In order to gain insights into the microscale distribution of the assemblages of litter with microbes and minerals, we used SEM and NanoSIMS. Free POM from non-fractionated soil was hand-picked and fixed onto graphene sample substrates on metal stubs (10 mm in diameter). To avoid the charging phenomena, samples were gold-coated prior to SEM analyses by physical vapor deposition under an argon atmosphere (Emitech Sputtercoater SC7620, Gala Instrumente, Bad Schwalbach, Germany). To analyze the microscale structures of the assemblages of POM, microorganisms and soil minerals of the samples were first analyzed using SEM (Jeol JSM 5900LV, Freising, Germany), and subsequently, the spots that best exemplified the microbial transformation on the decaying litter (POM) surface were analyzed using a Cameca NanoSIMS 50 L (Cameca, Gennevilliers, France)49. For the NanoSIMS measurements, a 270-pA high primary beam was used to locally sputter away impurities and gold coating, and to implant primary ions (Cs+) into the sample’s surface (impact energy of 16 keV) to enhance the yields of secondary ions. Subsequently, secondary ions were measured using electron multipliers; 12C, 13C, 12C14N to display OM fragments and 16O, 28Si, 27Al16O, and 56Fe16O secondary ions to record the mineral phase. The instrument was tuned to a high mass resolution in order to accurately separate mass isobars at mass 13 (13C, 12C1H). The ion images were acquired with a 25 × 25 µm field of view, 40 planes and 1 ms pixel−1 dwell time for all measurements.
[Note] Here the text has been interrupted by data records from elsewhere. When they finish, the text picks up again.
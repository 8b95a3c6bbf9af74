pub mod csv_source;
pub mod github;
pub mod manager;
pub mod sqlite_source;

pub use csv_source::CsvSource;
pub use github::{GithubConfig, GithubSync, SyncOutcome};
pub use manager::{SourceConfig, StorageManager};
pub use sqlite_source::{SqliteSource, DEFAULT_TABLE};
Charging effects were compensated for with an electron flood gun if necessary. The acquired measurements were dead time (44 ns) and drift corrected using the OpenMIMS plugin of the ImageJ software. The 13C:(12C + 13C) and 12C14N:(12C + 12C14N) ratios were computed for distinct regions of interests which were chosen manually with respect to the major compartments: continuous fragments of fungal hyphae, individual bacteria, EPS patches, as well as exposed POM surfaces. To account for instrumental mass fractionation, the electron multipliers were carefully checked, and the control measurements of non-labeled POM samples were conducted regularly along with the sessions. Here, the mean 13C:(12C + 13C) ratios were in line with the level of natural abundance, which meant that a correction of ratios for labeled POM samples was not necessary.

Statistical analyses

All parameters were separately tested for normality with Shapiro–Wilk test and for homoscedasticity with Bartlett’s test. In addition, the distribution of the datasets was checked with Q–Q plots. In cases where the assumptions of normality or homoscedasticity were not met, a log-transformation was applied on the raw data, and analyses were carried out on the log-transformed data. The differences caused by texture and litter addition were tested using unpaired t-tests, and depth differences were tested using one-way analysis of variance with Tukey’s honestly significant difference as the post-hoc test. In cases where the log-transformed data did not meet the requirements for parametrical testing, the unpaired two-samples Wilcoxon test or Kruskal-Wallis test was applied. The statistical findings were considered significant if the confidence limits were in excess of 95% (P < 0.05). All statistical testing was carried out in the R statistical environment50 using agricolae51 and ggpubr52 packages.

Reporting summary

Further information on research design is available in the Nature Research Reporting Summary linked to this article.